Crowns: A total of 300 zirconia crowns were fabricated using CAD/CAM technology. To simulate the variability seen in natural teeth, crowns with different cusp and fissure morphology were manufactured:

  • NC (No Cusps): Control group, crowns without any cusps.
  • FC (Flat Cusps): Crowns with flattened cusps.
  • HC (High Cusps): Crowns with prominent, high cusps.
Cad/cam designing and fabrication of the three different crown designs tested in the study. (1a, 2a, and 3a) represent the designed crowns with no cusps, low and high cusps, respectively. (1b, 2b, and 3b) represent the milled and polished crowns with no cusps, flat and high cusps, respectively.
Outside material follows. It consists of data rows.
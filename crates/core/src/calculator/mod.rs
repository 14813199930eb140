//! Calculator module - the instrument collection and its operations.

mod calculator_service;
mod calculator_traits;

pub use calculator_service::ConversionCalculator;
pub use calculator_traits::ConversionCalculatorTrait;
Clinical oral implants research/ shaza bishti/ 14355/ 2024

CAD/CAM designing and fabrication of the three different crown designs tested in the study. (1a, 2a, and 3a) Represent the designed crowns with no cusps, low and high cusps, respectively. (1b, 2b, and 3b) Represent the milled and polished crowns with no cusps, flat and high cusps, respectively. Clinical Oral Implants Research/ Shaza Bishti/ 14355/ 2024

Additionally, the crowns were categorized based on surface roughness:

  • r (Rough) – rough
  • s (Smooth) – smooth

Each of these groups contained 10 crowns. Screw-retained crowns using hybrid abutments were also included (monolithic designs which do not use cement). This was done to isolate the effect of cement failure and exclude other factors that could influence the measurement results.

 

A graph illustrating the different control and test groups investigated in the study. The tested samples were divided according to their crown design, surface roughness and type of food (n = 10/group). Clinical oral implants research/ shaza bishti/ 14355/ 2024

A graph illustrating the different control and test groups investigated in the study. The tested samples were divided according to their crown design, surface roughness and type of food (n = 10/group). Clinical Oral Implants Research/ Shaza Bishti/ 14355/ 2024

 

Bonding of crowns

A self-curing luting composite (Multilink Hybrid Abutment H0, Ivoclar Vivadent, Schaan, Liechtenstein) was used for bonding. A universal primer (Monobond Plus, Ivoclar Vivadent, Schaan, Liechtenstein) was applied to the abutments and the inner surface of the crowns for 60 seconds. The luting composite was mixed according to the manufacturer’s instructions and evenly applied to the inner surface of the crowns. The crowns were immediately seated using finger pressure and then held in place under a 50 N load using a clamp (TOOLCRAFT, Conrad Electronic SE, Hirschau) for 10 minutes. After initial setting, excess luting composite was removed.

Types of sticky food 

Four types of sticky food were used:

  • Caramel
  • Fruit jelly
  • Chewy candy strips
  • Licorice

A specialized resin used for crown removal was also tested. All substances were heated to 36.4°C before use.

Test equipment

A universal testing machine was used. All crown samples were secured in a setup that simulated human chewing movements. The testing machine recorded the force at which the crowns detached due to the adhesive force of the sticky food.

Testing procedure

Prepared sticky substances were placed between the crowns and compressed with a force of 50 N for the food samples and 150 N for the resin (crown remover). The maximum pull-off force (in Newtons [N]) was then recorded. The 50 N force was chosen to compress the selected food samples without causing complete compression or cutting through the food. Three-way analysis of variance (ANOVA) was used for statistical analysis.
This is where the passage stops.